Dataset entries:
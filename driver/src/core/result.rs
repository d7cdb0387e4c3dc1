//! Stage and pipeline result types.

use super::Component;
use chrono::{DateTime, Utc};
use serde::{Deserialize, Serialize};

/// Outcome reported by one stage collaborator.
#[derive(Debug, Clone, Copy, PartialEq, Eq, Serialize, Deserialize)]
pub struct StageResult {
    /// Exit status of the stage.
    pub exit_code: i32,
    /// Whether the pipeline may proceed to the next stage.
    pub should_continue: bool,
}

impl StageResult {
    /// Creates a new stage result.
    #[must_use]
    pub const fn new(exit_code: i32, should_continue: bool) -> Self {
        Self {
            exit_code,
            should_continue,
        }
    }

    /// A result that lets the pipeline continue.
    #[must_use]
    pub const fn proceed(exit_code: i32) -> Self {
        Self::new(exit_code, true)
    }

    /// A result that stops the pipeline after this stage.
    #[must_use]
    pub const fn halt(exit_code: i32) -> Self {
        Self::new(exit_code, false)
    }
}

/// A stage that actually ran during a pipeline run.
#[derive(Debug, Clone, PartialEq, Eq, Serialize, Deserialize)]
pub struct StageRecord {
    /// The stage that ran.
    pub component: Component,
    /// What the stage reported.
    pub result: StageResult,
    /// When the stage started.
    pub started_at: DateTime<Utc>,
    /// When the stage ended, artifact disposal included.
    pub ended_at: DateTime<Utc>,
}

impl StageRecord {
    /// Returns the duration in milliseconds.
    #[must_use]
    pub fn duration_ms(&self) -> i64 {
        (self.ended_at - self.started_at).num_milliseconds()
    }
}

/// Final answer of the controller for one request.
#[derive(Debug, Clone, PartialEq, Eq, Serialize, Deserialize)]
pub struct PipelineResult {
    /// Identifier of the run, used in logs.
    pub run_id: String,
    /// Exit code of the last stage that actually ran.
    pub exit_code: i32,
    /// Every stage that ran, in order.
    pub stages: Vec<StageRecord>,
    /// The stage after which the pipeline stopped early, if any.
    #[serde(default, skip_serializing_if = "Option::is_none")]
    pub aborted_after: Option<Component>,
}

impl PipelineResult {
    /// Returns true if the pipeline stopped before running every stage.
    #[must_use]
    pub const fn aborted(&self) -> bool {
        self.aborted_after.is_some()
    }

    /// Returns the components that ran, in order.
    #[must_use]
    pub fn executed(&self) -> Vec<Component> {
        self.stages.iter().map(|record| record.component).collect()
    }
}
//! Request dispatch: short-circuit requests, aliases and artifact ownership.

use super::PipelineController;
use crate::artifacts::{
    cleanup_temporary_files, ArtifactLeases, ArtifactManager, CleanupReport, ScratchArtifact,
};
use crate::config::DriverConfig;
use crate::core::{exit_codes, PipelineResult};
use crate::errors::{ConfigError, DriverError};
use crate::events::{StatusSink, StdoutStatusSink, TracingStatusSink};
use crate::request::{AliasRegistry, PlanningRequest};
use crate::stages::{
    PlanValidator, ProcessComponents, RunMode, SearchEngine, StageRunner, Translator,
};
use std::path::PathBuf;
use std::sync::Arc;
use tracing::debug;
use uuid::Uuid;

/// Version reported for version requests.
pub const DRIVER_VERSION: &str = env!("CARGO_PKG_VERSION");

/// What handling a request produced.
#[derive(Debug, Clone, PartialEq, Eq)]
pub enum RequestOutcome {
    /// The driver version; no stage ran.
    Version(String),
    /// The known alias names; no stage ran.
    Aliases(Vec<String>),
    /// Files removed by a cleanup request; no stage ran.
    Cleanup(CleanupReport),
    /// A pipeline run.
    Pipeline(PipelineResult),
}

impl RequestOutcome {
    /// Returns the exit code the driver reports for this outcome.
    #[must_use]
    pub fn exit_code(&self) -> i32 {
        match self {
            Self::Pipeline(result) => result.exit_code,
            Self::Version(_) | Self::Aliases(_) | Self::Cleanup(_) => exit_codes::SUCCESS,
        }
    }

    /// Returns the pipeline result, if a pipeline ran.
    #[must_use]
    pub const fn pipeline(&self) -> Option<&PipelineResult> {
        match self {
            Self::Pipeline(result) => Some(result),
            _ => None,
        }
    }
}

/// Entry point shared by the frontends.
///
/// A driver answers short-circuit requests itself and hands everything else
/// to its [`PipelineController`]. It can be shared between tasks; requests
/// handled at the same time must not use the same intermediate file.
#[derive(Debug, Clone)]
pub struct Driver {
    controller: PipelineController,
    aliases: Arc<AliasRegistry>,
    leases: ArtifactLeases,
    portfolio_dir: PathBuf,
    work_dir: PathBuf,
}

impl Driver {
    /// Creates a builder.
    #[must_use]
    pub fn builder() -> DriverBuilder {
        DriverBuilder::default()
    }

    /// Creates a driver running the configured external programs.
    ///
    /// One-shot drivers print status lines to stdout, service drivers log
    /// them.
    #[must_use]
    pub fn from_config(config: &DriverConfig, mode: RunMode) -> Self {
        let components = ProcessComponents::from_paths(&config.components);
        let sink: Arc<dyn StatusSink> = if mode.is_service() {
            Arc::new(TracingStatusSink)
        } else {
            Arc::new(StdoutStatusSink)
        };
        Self::assemble(
            Arc::new(components.translator),
            Arc::new(components.search),
            Arc::new(components.validator),
            mode,
            sink,
            config.portfolio_dir.clone(),
            config.service.work_dir.clone(),
        )
    }

    fn assemble(
        translator: Arc<dyn Translator>,
        search: Arc<dyn SearchEngine>,
        validator: Arc<dyn PlanValidator>,
        mode: RunMode,
        sink: Arc<dyn StatusSink>,
        portfolio_dir: PathBuf,
        work_dir: PathBuf,
    ) -> Self {
        let runner = StageRunner::new(translator, search, validator, mode);
        let controller = PipelineController::new(runner, ArtifactManager::new(sink.clone()), sink);
        Self {
            controller,
            aliases: Arc::new(AliasRegistry::default()),
            leases: ArtifactLeases::new(),
            portfolio_dir,
            work_dir,
        }
    }

    /// Returns the mode this driver runs in.
    #[must_use]
    pub const fn mode(&self) -> RunMode {
        self.controller.runner().mode()
    }

    /// Returns the alias registry.
    #[must_use]
    pub fn aliases(&self) -> &AliasRegistry {
        &self.aliases
    }

    /// Returns the artifact paths currently owned by running pipelines.
    #[must_use]
    pub fn active_runs(&self) -> usize {
        self.leases.active()
    }

    /// Handles one request.
    ///
    /// Version, alias listing and cleanup requests return without running
    /// any stage, in that order of precedence.
    ///
    /// # Errors
    ///
    /// Returns a configuration error for unknown aliases or stages and for an
    /// artifact path another run is using. Otherwise propagates the errors of
    /// [`PipelineController::run_with_id`] and of the cleanup.
    pub async fn handle(&self, mut request: PlanningRequest) -> Result<RequestOutcome, DriverError> {
        if request.version {
            return Ok(RequestOutcome::Version(DRIVER_VERSION.to_string()));
        }
        if request.show_aliases {
            return Ok(RequestOutcome::Aliases(self.aliases.names()));
        }
        if request.cleanup {
            return Ok(RequestOutcome::Cleanup(cleanup_temporary_files(&request).await?));
        }

        if request.alias.is_some() {
            self.aliases.apply(&mut request, &self.portfolio_dir)?;
        }

        let run_id = Uuid::new_v4().to_string();
        let assigned = self.mode().is_service() && request.sas_file.is_none();
        if assigned {
            let path = self.work_dir.join(format!("output-{run_id}.sas"));
            debug!(path = %path.display(), "assigned intermediate file");
            request.sas_file = Some(path);
        }

        // Fail before taking the lease so a bad request never blocks a path.
        request.stages()?;
        let _lease = self.leases.acquire(request.artifact_path(), &run_id)?;
        // Declared after the lease so the file is gone before the path is released.
        let _scratch = (assigned && !request.keep_sas_file)
            .then(|| ScratchArtifact::new(request.artifact_path()));

        let result = self.controller.run_with_id(&request, run_id).await?;
        Ok(RequestOutcome::Pipeline(result))
    }
}

/// Builder for [`Driver`]s with custom collaborators.
#[derive(Default)]
pub struct DriverBuilder {
    translator: Option<Arc<dyn Translator>>,
    search: Option<Arc<dyn SearchEngine>>,
    validator: Option<Arc<dyn PlanValidator>>,
    mode: RunMode,
    sink: Option<Arc<dyn StatusSink>>,
    portfolio_dir: Option<PathBuf>,
    work_dir: Option<PathBuf>,
}

impl std::fmt::Debug for DriverBuilder {
    fn fmt(&self, f: &mut std::fmt::Formatter<'_>) -> std::fmt::Result {
        f.debug_struct("DriverBuilder")
            .field("mode", &self.mode)
            .field("portfolio_dir", &self.portfolio_dir)
            .field("work_dir", &self.work_dir)
            .finish_non_exhaustive()
    }
}

impl DriverBuilder {
    /// Sets the translator.
    #[must_use]
    pub fn translator(mut self, translator: Arc<dyn Translator>) -> Self {
        self.translator = Some(translator);
        self
    }

    /// Sets the search engine.
    #[must_use]
    pub fn search(mut self, search: Arc<dyn SearchEngine>) -> Self {
        self.search = Some(search);
        self
    }

    /// Sets the validator.
    #[must_use]
    pub fn validator(mut self, validator: Arc<dyn PlanValidator>) -> Self {
        self.validator = Some(validator);
        self
    }

    /// Sets the run mode.
    #[must_use]
    pub const fn mode(mut self, mode: RunMode) -> Self {
        self.mode = mode;
        self
    }

    /// Sets where status lines go. Defaults to stdout.
    #[must_use]
    pub fn sink(mut self, sink: Arc<dyn StatusSink>) -> Self {
        self.sink = Some(sink);
        self
    }

    /// Sets the directory portfolio aliases resolve into.
    #[must_use]
    pub fn portfolio_dir(mut self, dir: impl Into<PathBuf>) -> Self {
        self.portfolio_dir = Some(dir.into());
        self
    }

    /// Sets the directory for intermediate files assigned in service mode.
    #[must_use]
    pub fn work_dir(mut self, dir: impl Into<PathBuf>) -> Self {
        self.work_dir = Some(dir.into());
        self
    }

    /// Builds the driver.
    ///
    /// # Errors
    ///
    /// Returns [`ConfigError::InvalidConfig`] if a collaborator is missing.
    pub fn build(self) -> Result<Driver, ConfigError> {
        let missing = |name: &str| ConfigError::InvalidConfig(format!("driver has no {name}"));
        let defaults = DriverConfig::default();
        Ok(Driver::assemble(
            self.translator.ok_or_else(|| missing("translator"))?,
            self.search.ok_or_else(|| missing("search engine"))?,
            self.validator.ok_or_else(|| missing("validator"))?,
            self.mode,
            self.sink.unwrap_or_else(|| Arc::new(StdoutStatusSink)),
            self.portfolio_dir.unwrap_or(defaults.portfolio_dir),
            self.work_dir.unwrap_or(defaults.service.work_dir),
        ))
    }
}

▶ [GOAL OF THE EXERCISE] Give back, verbatim, the lines from the top of the entries above through the line containing "(self.ended_at - self.started_at).num_milliseconds()".

▶ [ANSWER BELOW]
filename driver/src/core/result.rs
repository d7cdb0387e4c3dc1
//! Stage and pipeline result types.

use super::Component;
use chrono::{DateTime, Utc};
use serde::{Deserialize, Serialize};

/// Outcome reported by one stage collaborator.
#[derive(Debug, Clone, Copy, PartialEq, Eq, Serialize, Deserialize)]
pub struct StageResult {
    /// Exit status of the stage.
    pub exit_code: i32,
    /// Whether the pipeline may proceed to the next stage.
    pub should_continue: bool,
}

impl StageResult {
    /// Creates a new stage result.
    #[must_use]
    pub const fn new(exit_code: i32, should_continue: bool) -> Self {
        Self {
            exit_code,
            should_continue,
        }
    }

    /// A result that lets the pipeline continue.
    #[must_use]
    pub const fn proceed(exit_code: i32) -> Self {
        Self::new(exit_code, true)
    }

    /// A result that stops the pipeline after this stage.
    #[must_use]
    pub const fn halt(exit_code: i32) -> Self {
        Self::new(exit_code, false)
    }
}

/// A stage that actually ran during a pipeline run.
#[derive(Debug, Clone, PartialEq, Eq, Serialize, Deserialize)]
pub struct StageRecord {
    /// The stage that ran.
    pub component: Component,
    /// What the stage reported.
    pub result: StageResult,
    /// When the stage started.
    pub started_at: DateTime<Utc>,
    /// When the stage ended, artifact disposal included.
    pub ended_at: DateTime<Utc>,
}

impl StageRecord {
    /// Returns the duration in milliseconds.
    #[must_use]
    pub fn duration_ms(&self) -> i64 {
        (self.ended_at - self.started_at).num_milliseconds()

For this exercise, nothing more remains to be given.